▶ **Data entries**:
= = = = = = =

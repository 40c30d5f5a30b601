use std::fmt::Write;

use chunksign_core::hash::hex_sha256;
use chunksign_core::utils::compact_whitespace;
use chunksign_core::{Error, Result, SigningRequest};
use http::HeaderMap;
use percent_encoding::{percent_decode_str, utf8_percent_encode};

use crate::constants::{AWS_QUERY_ENCODE_SET, AWS_URI_ENCODE_SET, HEADERS_NOT_SIGNED};

/// Options that change how the canonical uri is built.
#[derive(Debug, Clone, Copy, PartialEq, Eq)]
pub struct CanonicalOptions {
    /// Encode the already encoded path a second time.
    ///
    /// Every service except S3 expects this.
    pub double_url_encode: bool,
    /// Remove `.`/`..` and empty segments from the path.
    ///
    /// Disable it to keep consecutive slashes and dot segments byte-for-byte.
    pub normalize_path: bool,
}

impl Default for CanonicalOptions {
    fn default() -> Self {
        Self {
            double_url_encode: true,
            normalize_path: true,
        }
    }
}

impl CanonicalOptions {
    /// Options used by S3, the path is encoded once and never normalized.
    pub fn s3() -> Self {
        Self {
            double_url_encode: false,
            normalize_path: false,
        }
    }
}

/// CanonicalRequest is the exact byte input of the request signature.
///
/// ```text
/// METHOD
/// CANONICAL_URI
/// CANONICAL_QUERY
/// CANONICAL_HEADERS
///
/// SIGNED_HEADERS
/// CONTENT_HASH
/// ```
#[derive(Debug, Clone, PartialEq, Eq)]
pub struct CanonicalRequest {
    canonical: String,
    signed_headers: String,
    hash: String,
}

impl CanonicalRequest {
    /// Build the canonical request.
    ///
    /// `req.query` is expected to be percent decoded, `content_hash` is the
    /// payload hash or one of the sentinel tokens.
    pub fn build(
        req: &SigningRequest,
        content_hash: &str,
        options: CanonicalOptions,
    ) -> Result<Self> {
        // 256 is specially chosen to avoid reallocation for most requests.
        let mut f = String::with_capacity(256);

        writeln!(f, "{}", req.method)?;
        writeln!(f, "{}", canonical_uri(&req.path, options))?;
        writeln!(f, "{}", canonical_query_string(&req.query))?;

        let (headers, signed_headers) = canonical_headers(&req.headers)?;
        for (name, value) in headers.iter() {
            writeln!(f, "{name}:{value}")?;
        }
        writeln!(f)?;
        writeln!(f, "{signed_headers}")?;
        write!(f, "{content_hash}")?;

        let hash = hex_sha256(f.as_bytes());
        Ok(Self {
            canonical: f,
            signed_headers,
            hash,
        })
    }

    /// The canonical request string.
    pub fn as_str(&self) -> &str {
        &self.canonical
    }

    /// Signed header names joined by `;`.
    pub fn signed_headers(&self) -> &str {
        &self.signed_headers
    }

    /// Lowercase hex SHA-256 of the canonical request.
    pub fn hash(&self) -> &str {
        &self.hash
    }
}

/// Build the canonical uri from a percent encoded path.
pub fn canonical_uri(path: &str, options: CanonicalOptions) -> String {
    let decoded = percent_decode_str(path).decode_utf8_lossy();
    let path = if options.normalize_path {
        normalize_path(&decoded)
    } else {
        decoded.into_owned()
    };

    let mut encoded = utf8_percent_encode(&path, &AWS_URI_ENCODE_SET).to_string();
    if options.double_url_encode {
        encoded = utf8_percent_encode(&encoded, &AWS_URI_ENCODE_SET).to_string();
    }

    if encoded.is_empty() {
        "/".to_string()
    } else {
        encoded
    }
}

fn normalize_path(path: &str) -> String {
    let mut segments: Vec<&str> = Vec::new();
    for segment in path.split('/') {
        match segment {
            "" | "." => {}
            ".." => {
                segments.pop();
            }
            v => segments.push(v),
        }
    }

    let mut out = String::with_capacity(path.len());
    out.push('/');
    out.push_str(&segments.join("/"));
    if path.ends_with('/') && !segments.is_empty() {
        out.push('/');
    }
    out
}

/// Encode and sort decoded query pairs.
pub fn canonical_query(query: &[(String, String)]) -> Vec<(String, String)> {
    let mut pairs = query
        .iter()
        .map(|(k, v)| {
            (
                utf8_percent_encode(k, &AWS_QUERY_ENCODE_SET).to_string(),
                utf8_percent_encode(v, &AWS_QUERY_ENCODE_SET).to_string(),
            )
        })
        .collect::<Vec<_>>();
    pairs.sort();
    pairs
}

fn canonical_query_string(query: &[(String, String)]) -> String {
    canonical_query(query)
        .iter()
        .map(|(k, v)| format!("{k}={v}"))
        .collect::<Vec<_>>()
        .join("&")
}

/// Names of the headers that will be signed, sorted.
pub fn signed_header_names(headers: &HeaderMap) -> Vec<&str> {
    let mut names = headers
        .keys()
        .map(|k| k.as_str())
        .filter(|k| !HEADERS_NOT_SIGNED.contains(k))
        .collect::<Vec<_>>();
    names.sort_unstable();
    names
}

/// Canonical `(name, value)` pairs plus the signed header list.
///
/// `HeaderMap` keeps every value of a name in insertion order, so joining
/// them with `,` is stable for repeated headers.
fn canonical_headers(headers: &HeaderMap) -> Result<(Vec<(String, String)>, String)> {
    let names = signed_header_names(headers);
    let mut out = Vec::with_capacity(names.len());
    for name in names.iter() {
        let mut values = Vec::new();
        for value in headers.get_all(*name) {
            let value = value.to_str().map_err(|e| {
                Error::request_invalid(format!("header {name} is not valid ascii")).with_source(e)
            })?;
            values.push(compact_whitespace(value));
        }
        out.push((name.to_string(), values.join(",")));
    }

    Ok((out, names.join(";")))
}
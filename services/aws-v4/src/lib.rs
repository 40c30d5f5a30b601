//! AWS SigV4 and SigV4a signer for requests and streamed bodies.
//!
//! [`RequestSigner`] signs the request head and decides how the body takes
//! part in the signature. Chunked bodies are framed with `aws-chunked`
//! and every chunk chains on the previous signature through
//! [`RollingSigner`].
//!
//! ## Example
//!
//! ```no_run
//! use bytes::Bytes;
//! use chunksign_aws_v4::{Payload, RequestSigner, StaticCredentialProvider};
//! use chunksign_core::{Context, Result, Signer};
//!
//! # async fn example() -> Result<()> {
//! let signer = Signer::new(
//!     Context::new(),
//!     StaticCredentialProvider::new("access_key_id", "secret_access_key"),
//!     RequestSigner::new("s3", "us-east-1")
//!         .with_payload_signing(true)
//!         .with_chunk_encoding(true),
//! );
//!
//! let (mut parts, _) = http::Request::put("https://bucket.s3.amazonaws.com/key")
//!     .header("content-length", 11)
//!     .body(())?
//!     .into_parts();
//! let _body = signer
//!     .sign(&mut parts, Payload::Bytes(Bytes::from_static(b"Hello world")), None)
//!     .await?;
//! # Ok(())
//! # }
//! ```

mod canonical;
pub use canonical::{canonical_query, canonical_uri, CanonicalOptions, CanonicalRequest};

mod checksum;
pub use checksum::{ChecksumAccumulator, ChecksumAlgorithm};

mod checksum_stream;
pub use checksum_stream::{ChecksumReader, ChecksumStream, ChecksumValidatingReader};

mod chunked;
pub use chunked::{
    encoded_length, move_content_length, take_trailers, AwsChunkedReader, AwsChunkedStream,
    ChunkEncoder,
};

mod config;
pub use config::Config;

mod credential;
pub use credential::Credential;

mod key_cache;
pub use key_cache::{
    derive_signing_key, derive_signing_key_with, global_cache, SigningKey, SigningKeyCache,
};

mod provide_credential;
pub use provide_credential::*;

mod rolling;
pub use rolling::{
    canonical_trailers, EcdsaChunkSigner, HmacChunkSigner, RollingInput, RollingSigner,
    SignAsymmetric, SignChunk, Signature,
};

mod scope;
pub use scope::CredentialScope;

mod sign_request;
pub use sign_request::{Payload, ReadSeek, RequestSigner, SignedPayload, SigningAlgorithm};

mod constants;
pub use constants::{
    DEFAULT_CHUNK_SIZE, ECDSA_SIGNATURE_HEX_LEN, HMAC_SIGNATURE_HEX_LEN, MIN_CHUNK_SIZE,
    PRESIGN_MAX_EXPIRY, SIGNING_KEY_CACHE_CAPACITY,
};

= = = = = = =

▶ **About this task**:
Find every line of the records holding "writeln". Answer with the count alone.

▶ **Response area**:
6